Heat a large heavy-bottomed pot over medium heat, add the oil and heat through, Add the shallot, whites of green onion and ¾ of the garlic. Sauté until the onions are soft, stirring occasionally, about 6 minutes. Add the garlic and cook until fragrant, about an additional 30 seconds.
Add the turmeric and continue to sauté until fragrant, stirring constantly, about 1 minute.
Pour the wine into the pot to deglaze the pan. Lower heat to medium-low and let the mixture react until almost evaporated, about 8 minutes.
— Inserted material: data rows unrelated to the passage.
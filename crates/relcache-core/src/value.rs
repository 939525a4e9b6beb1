//! Value model shared by every cache backend.
//!
//! [`Value`] is the typed scalar bound to SQL parameters and read back from
//! result rows. [`CacheValue`] is what callers store. [`Key`] addresses a row
//! (or a scope) and is normalized into a tuple of unique-column values.

use crate::error::{CacheError, Result};
use indexmap::IndexMap;
use std::fmt;

/// A single typed SQL value.
#[derive(Debug, Clone, PartialEq)]
pub enum Value {
    Null,
    Integer(i64),
    Real(f64),
    Text(String),
    Blob(Vec<u8>),
}

impl Value {
    pub fn is_null(&self) -> bool {
        matches!(self, Value::Null)
    }

    pub fn as_str(&self) -> Option<&str> {
        match self {
            Value::Text(s) => Some(s),
            _ => None,
        }
    }

    /// Convert a JSON scalar. Arrays and objects are rejected.
    pub fn from_json(json: serde_json::Value) -> Result<Self> {
        match json {
            serde_json::Value::Null => Ok(Value::Null),
            serde_json::Value::Bool(b) => Ok(Value::Integer(i64::from(b))),
            serde_json::Value::Number(n) => {
                if let Some(i) = n.as_i64() {
                    Ok(Value::Integer(i))
                } else if let Some(f) = n.as_f64() {
                    Ok(Value::Real(f))
                } else {
                    Err(CacheError::invalid_value(format!("number out of range: {}", n)))
                }
            }
            serde_json::Value::String(s) => Ok(Value::Text(s)),
            other => Err(CacheError::invalid_value(format!(
                "expected a scalar, got {}",
                other
            ))),
        }
    }

    pub fn to_json(&self) -> serde_json::Value {
        match self {
            Value::Null => serde_json::Value::Null,
            Value::Integer(i) => serde_json::Value::from(*i),
            Value::Real(f) => serde_json::Value::from(*f),
            Value::Text(s) => serde_json::Value::from(s.as_str()),
            Value::Blob(b) => serde_json::Value::from(b.clone()),
        }
    }
}

impl fmt::Display for Value {
    fn fmt(&self, f: &mut fmt::Formatter<'_>) -> fmt::Result {
        match self {
            Value::Null => write!(f, "NULL"),
            Value::Integer(i) => write!(f, "{}", i),
            Value::Real(r) => write!(f, "{}", r),
            Value::Text(s) => write!(f, "{:?}", s),
            Value::Blob(b) => write!(f, "<{} bytes>", b.len()),
        }
    }
}

impl From<&str> for Value {
    fn from(s: &str) -> Self {
        Value::Text(s.to_string())
    }
}

impl From<String> for Value {
    fn from(s: String) -> Self {
        Value::Text(s)
    }
}

impl From<i64> for Value {
    fn from(i: i64) -> Self {
        Value::Integer(i)
    }
}

impl From<i32> for Value {
    fn from(i: i32) -> Self {
        Value::Integer(i64::from(i))
    }
}

impl From<u32> for Value {
    fn from(i: u32) -> Self {
        Value::Integer(i64::from(i))
    }
}

impl From<bool> for Value {
    fn from(b: bool) -> Self {
        Value::Integer(i64::from(b))
    }
}

impl From<f64> for Value {
    fn from(f: f64) -> Self {
        Value::Real(f)
    }
}

impl From<Vec<u8>> for Value {
    fn from(b: Vec<u8>) -> Self {
        Value::Blob(b)
    }
}

impl<T: Into<Value>> From<Option<T>> for Value {
    fn from(opt: Option<T>) -> Self {
        opt.map(Into::into).unwrap_or(Value::Null)
    }
}

/// Column name to value mapping, in column order.
pub type Row = IndexMap<String, Value>;

/// A value stored in a cache.
#[derive(Debug, Clone, PartialEq)]
pub enum CacheValue {
    Scalar(Value),
    Tuple(Vec<Value>),
    List(Vec<Value>),
    Map(Row),
}

impl CacheValue {
    /// Build a map value from `(column, value)` pairs.
    pub fn map<K, V, I>(pairs: I) -> Self
    where
        K: Into<String>,
        V: Into<Value>,
        I: IntoIterator<Item = (K, V)>,
    {
        CacheValue::Map(
            pairs
                .into_iter()
                .map(|(k, v)| (k.into(), v.into()))
                .collect(),
        )
    }

    pub fn as_map(&self) -> Option<&Row> {
        match self {
            CacheValue::Map(row) => Some(row),
            _ => None,
        }
    }

    /// Short name of the variant, used in error messages.
    pub fn kind(&self) -> &'static str {
        match self {
            CacheValue::Scalar(_) => "scalar",
            CacheValue::Tuple(_) => "tuple",
            CacheValue::List(_) => "list",
            CacheValue::Map(_) => "map",
        }
    }

    /// Convert from JSON: objects become maps, arrays lists, the rest scalars.
    pub fn from_json(json: serde_json::Value) -> Result<Self> {
        match json {
            serde_json::Value::Object(obj) => obj
                .into_iter()
                .map(|(k, v)| Ok((k, Value::from_json(v)?)))
                .collect::<Result<Row>>()
                .map(CacheValue::Map),
            serde_json::Value::Array(items) => items
                .into_iter()
                .map(Value::from_json)
                .collect::<Result<Vec<_>>>()
                .map(CacheValue::List),
            scalar => Value::from_json(scalar).map(CacheValue::Scalar),
        }
    }

    pub fn to_json(&self) -> serde_json::Value {
        match self {
            CacheValue::Scalar(v) => v.to_json(),
            CacheValue::Tuple(items) | CacheValue::List(items) => {
                serde_json::Value::Array(items.iter().map(Value::to_json).collect())
            }
            CacheValue::Map(row) => serde_json::Value::Object(
                row.iter().map(|(k, v)| (k.clone(), v.to_json())).collect(),
            ),
        }
    }
}

macro_rules! scalar_cache_value {
    ($($ty:ty),*) => {
        $(
            impl From<$ty> for CacheValue {
                fn from(v: $ty) -> Self {
                    CacheValue::Scalar(v.into())
                }
            }
        )*
    };
}

scalar_cache_value!(Value, &str, String, i64, i32, u32, bool, f64, Vec<u8>);

impl From<Row> for CacheValue {
    fn from(row: Row) -> Self {
        CacheValue::Map(row)
    }
}

/// Row or scope identifier: a scalar or a fixed-length tuple.
#[derive(Debug, Clone, PartialEq)]
pub enum Key {
    Single(Value),
    Composite(Vec<Value>),
}

impl Key {
    /// Normalize into a tuple of exactly `arity` values.
    ///
    /// `what` names the argument ("key" or "scope") in errors.
    pub fn to_tuple(&self, arity: usize, what: &'static str) -> Result<Vec<Value>> {
        match self {
            Key::Single(Value::Null) => Err(CacheError::MissingArgument(what)),
            Key::Single(v) if arity == 1 => Ok(vec![v.clone()]),
            Key::Single(_) => Err(CacheError::KeyArity {
                what,
                expected: arity,
                actual: 1,
            }),
            Key::Composite(values) if values.len() == arity => Ok(values.clone()),
            Key::Composite(values) => Err(CacheError::KeyArity {
                what,
                expected: arity,
                actual: values.len(),
            }),
        }
    }

    /// Inverse of [`Key::to_tuple`]: one value stays scalar.
    pub fn from_tuple(mut values: Vec<Value>) -> Self {
        if values.len() == 1 {
            Key::Single(values.remove(0))
        } else {
            Key::Composite(values)
        }
    }

    /// Text form of a single-valued key, used as a scope or table name.
    pub fn as_name(&self) -> Option<String> {
        match self {
            Key::Single(Value::Text(s)) => Some(s.clone()),
            Key::Single(Value::Integer(i)) => Some(i.to_string()),
            _ => None,
        }
    }

    pub fn to_json(&self) -> serde_json::Value {
        match self {
            Key::Single(v) => v.to_json(),
            Key::Composite(values) => {
                serde_json::Value::Array(values.iter().map(Value::to_json).collect())
            }
        }
    }
}

impl fmt::Display for Key {
    fn fmt(&self, f: &mut fmt::Formatter<'_>) -> fmt::Result {
        match self {
            Key::Single(v) => write!(f, "{}", v),
            Key::Composite(values) => {
                let parts: Vec<String> = values.iter().map(ToString::to_string).collect();
                write!(f, "({})", parts.join(", "))
            }
        }
    }
}

impl From<Value> for Key {
    fn from(v: Value) -> Self {
        Key::Single(v)
    }
}

impl From<&str> for Key {
    fn from(s: &str) -> Self {
        Key::Single(s.into())
    }
}

impl From<String> for Key {
    fn from(s: String) -> Self {
        Key::Single(s.into())
    }
}

impl From<i64> for Key {
    fn from(i: i64) -> Self {
        Key::Single(i.into())
    }
}

impl From<i32> for Key {
    fn from(i: i32) -> Self {
        Key::Single(i.into())
    }
}

impl From<Vec<Value>> for Key {
    fn from(values: Vec<Value>) -> Self {
        Key::Composite(values)
    }
}

impl<A: Into<Value>, B: Into<Value>> From<(A, B)> for Key {
    fn from((a, b): (A, B)) -> Self {
        Key::Composite(vec![a.into(), b.into()])
    }
}

impl<A: Into<Value>, B: Into<Value>, C: Into<Value>> From<(A, B, C)> for Key {
    fn from((a, b, c): (A, B, C)) -> Self {
        Key::Composite(vec![a.into(), b.into(), c.into()])
    }
}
Add the stock and bring to a simmer over medium heat, then add the chicken breasts. Cover and cook until the chicken breasts are cooked through, about 30 minutes.
Remove the cooked chicken from the pot to a cutting board. Let cool slightly, then shred the chicken using forks and set aside.
Add the coconut milk and soy sauce, stirring to combine.
Add the cooked noodles followed by the chicken and let warm in the broth.
Ladle the soup into bowls and finish with the remaining raw garlic. Garnish with the remaining green onions, cilantro and chili crisp (optional).
Notes
While I simmer chicken breasts in the soup, you can add pre-cooked shredded chicken just before serving, or use another cut like chicken thighs.